Amazon Web Services: The main player in this space in unquestionably Amazon, who got the cloud IaaS ball rolling when it introduced its Simple Storage Service (S3) and Elastic Computing Cloud (EC2) way back in 2006. EC2 combined with S3 and the Elastic Block Store (EBS) service now offer a complete and highly configurable server environment that allows teams to build pretty much anything they want on Amazon's infrastructure.

In addition to the basic infrastructure, Amazon offers a diverse array of secondary tools for structured data storage, load balancing, data processing, load monitoring, e-commerce, VPN connectivity, a CDN, and even "Human Intelligence Tasks" via the Mechanical Turk service, all of which customers are free to use or ignore as they see fit. When developers think of "cloud computing," this is often the benchmark they think of, and rightly so—thus far, Amazon has been reasonably reliable, has expanded their offerings on a regular basis, and has kept prices moving downwards. Cross-platform libraries and tools for interacting with the AWS APIs are readily available and fairly mature. Still, not all of Amazon's services are fully baked at this time: SimpleDB, for example, has serious performance and semantic limitations that disqualify it from most real-world database workloads (see my upcoming article on structured storage in the cloud for more on this topic). And today, much more than a year ago, there are competitors nipping at Amazon's heels. If you're about to roll out to EC2, pause for a moment to consider the alternatives.
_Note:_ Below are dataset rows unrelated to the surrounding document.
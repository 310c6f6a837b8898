//! In-process simulated peer
//!
//! Stands in for the companion device when no peer address is configured.
//! Replies arrive after a random latency, so consecutive requests can
//! complete out of order, exactly like a real flaky link.

use std::fmt;
use std::time::Duration;

use rand::Rng;
use tokio::task::JoinHandle;

use sunface_core::prelude::*;
use sunface_core::{FetchOutcome, PeerEvent, RequestId, WeatherIcon, WeatherSnapshot};

use crate::transport::{PeerEventSender, PeerTransport};

/// Conditions the simulated peer reports, used as icon payloads
const CONDITIONS: &[&str] = &["clear", "partly-cloudy", "cloudy", "rain", "storm", "snow"];

/// Behaviour of the simulated peer
#[derive(Debug, Clone, Copy, PartialEq, Eq)]
pub struct LoopbackConfig {
    /// Delay before a connect attempt succeeds
    pub connect_delay: Duration,
    /// Replies take a uniformly random latency in `0..=max_latency`
    pub max_latency: Duration,
    /// Push fresh temperatures this often while connected (`None` = never)
    pub push_interval: Option<Duration>,
}

impl Default for LoopbackConfig {
    fn default() -> Self {
        Self {
            connect_delay: Duration::from_millis(50),
            max_latency: Duration::from_millis(800),
            push_interval: None,
        }
    }
}

/// Simulated companion device implementing [`PeerTransport`]
pub struct LoopbackPeer {
    config: LoopbackConfig,
    events: PeerEventSender,
    tasks: Vec<JoinHandle<()>>,
}

impl fmt::Debug for LoopbackPeer {
    fn fmt(&self, f: &mut fmt::Formatter<'_>) -> fmt::Result {
        f.debug_struct("LoopbackPeer")
            .field("config", &self.config)
            .field("tasks", &self.tasks.len())
            .finish()
    }
}

impl LoopbackPeer {
    pub fn new(config: LoopbackConfig, events: PeerEventSender) -> Self {
        Self {
            config,
            events,
            tasks: Vec::new(),
        }
    }

    fn spawn(&mut self, task: impl std::future::Future<Output = ()> + Send + 'static) {
        self.tasks.retain(|t| !t.is_finished());
        self.tasks.push(tokio::spawn(task));
    }
}

/// Generate a plausible full snapshot
pub fn sample_snapshot<R: Rng + ?Sized>(rng: &mut R) -> WeatherSnapshot {
    let high = f64::from(rng.gen_range(12..=32_i32));
    let low = high - f64::from(rng.gen_range(4..=12_i32));
    let condition = CONDITIONS[rng.gen_range(0..CONDITIONS.len())];
    WeatherSnapshot::temperatures(high, low).with_icon(WeatherIcon::new(condition.as_bytes()))
}

fn random_latency(max: Duration) -> Duration {
    let max_ms = u64::try_from(max.as_millis()).unwrap_or(u64::MAX);
    Duration::from_millis(rand::thread_rng().gen_range(0..=max_ms))
}

impl PeerTransport for LoopbackPeer {
    fn connect(&mut self, attempt: u64) {
        self.disconnect();

        let delay = self.config.connect_delay;
        let push_interval = self.config.push_interval;
        let events = self.events.clone();

        debug!("Loopback peer connecting (attempt #{})", attempt);
        self.spawn(async move {
            tokio::time::sleep(delay).await;
            if events.send(PeerEvent::Connected { attempt }).await.is_err() {
                return;
            }

            let Some(every) = push_interval else {
                return;
            };
            let mut ticker = tokio::time::interval(every);
            ticker.tick().await;
            loop {
                ticker.tick().await;
                let snapshot = {
                    let mut rng = rand::thread_rng();
                    let high = f64::from(rng.gen_range(12..=32_i32));
                    WeatherSnapshot::temperatures(high, high - 8.0)
                };
                if events.send(PeerEvent::Push(snapshot)).await.is_err() {
                    return;
                }
            }
        });
    }

    fn send_request(&mut self, id: RequestId) {
        let latency = random_latency(self.config.max_latency);
        let snapshot = sample_snapshot(&mut rand::thread_rng());
        let events = self.events.clone();

        trace!("Loopback peer answers #{} in {:?}", id, latency);
        self.spawn(async move {
            tokio::time::sleep(latency).await;
            let _ = events
                .send(PeerEvent::Response {
                    id,
                    outcome: FetchOutcome::Snapshot(snapshot),
                })
                .await;
        });
    }

    fn disconnect(&mut self) {
        for task in self.tasks.drain(..) {
            task.abort();
        }
    }
}

impl Drop for LoopbackPeer {
    fn drop(&mut self) {
        self.disconnect();
    }
}

#[cfg(test)]
mod tests {
    use super::*;
    use rand::rngs::StdRng;
    use rand::SeedableRng;
    use tokio::sync::mpsc;

    fn instant_config() -> LoopbackConfig {
        LoopbackConfig {
            connect_delay: Duration::ZERO,
            max_latency: Duration::ZERO,
            push_interval: None,
        }
    }

    #[test]
    fn test_sample_snapshot_is_complete_and_ordered() {
        let mut rng = StdRng::seed_from_u64(7);
        for _ in 0..50 {
            let snap = sample_snapshot(&mut rng);
            let (high, low) = (snap.high.unwrap(), snap.low.unwrap());
            assert!(low < high);
            assert!((12.0..=32.0).contains(&high));
            assert!(snap.icon.is_some());
        }
    }

    #[tokio::test(start_paused = true)]
    async fn test_connect_then_answer_request() {
        let (tx, mut rx) = mpsc::channel(8);
        let mut peer = LoopbackPeer::new(instant_config(), tx);

        peer.connect(1);
        assert_eq!(rx.recv().await, Some(PeerEvent::Connected { attempt: 1 }));

        peer.send_request(1);
        match rx.recv().await {
            Some(PeerEvent::Response {
                id: 1,
                outcome: FetchOutcome::Snapshot(snap),
            }) => assert!(snap.high.is_some()),
            other => panic!("unexpected event: {:?}", other),
        }
    }

    #[tokio::test(start_paused = true)]
    async fn test_pushes_while_connected() {
        let (tx, mut rx) = mpsc::channel(8);
        let config = LoopbackConfig {
            push_interval: Some(Duration::from_secs(60)),
            ..instant_config()
        };
        let mut peer = LoopbackPeer::new(config, tx);

        peer.connect(1);
        assert!(matches!(rx.recv().await, Some(PeerEvent::Connected { .. })));
        assert!(matches!(rx.recv().await, Some(PeerEvent::Push(_))));
    }

    #[tokio::test(start_paused = true)]
    async fn test_disconnect_cancels_pending_replies() {
        let (tx, mut rx) = mpsc::channel(8);
        let config = LoopbackConfig {
            max_latency: Duration::from_secs(1),
            ..instant_config()
        };
        let mut peer = LoopbackPeer::new(config, tx);
        peer.connect(1);
        assert!(matches!(rx.recv().await, Some(PeerEvent::Connected { .. })));

        peer.send_request(1);
        peer.disconnect();
        drop(peer);

        assert_eq!(rx.recv().await, None);
    }
}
In second place behind Amazon is Rackspace, a large provider of managed server hosting before the rise of cloud computing. Rackspace has pivoted to offer cloud IaaS services alongside its traditional offerings. It offers CloudServers, similar in many ways to EC2 but cost-competitive and packaged with simpler state-management capabilities, and CloudFiles, an S3 clone with a potentially cheaper pricing structure.

Also in the field is Joyent, which offers virtual servers, databases, and storage for fixed monthly rates, rather than metered usage. The company targets a premium market position with somewhat higher base costs coupled with nominally higher performance-per-dollar and some specialized tools and services.

Microsoft has also recently bellowed a loud "me too!" and joined the cloud IaaS fray with Windows Azure, a hosting service for .NET applications and SQL databases. The primary focus seems to be on enterprise and network-enabled desktop applications, and Azure includes AppFabric, a robust communications system to help plumb connections to and from cloud resources. The jury is very much still out on this one from a developer's perspective, but as always, Microsoft is playing a long game and Azure is already starting to figure into the strategy for their other products.

Finally, it's worth noting that the IaaS ecosystem has spawned a number of add-on service providers such as Rightscale and Hyperic, which provide hosted management tools for IaaS environments and fill in some of the gaps in the base offerings. These tools are definitely worth a look for teams which have chosen to build directly on IaaS.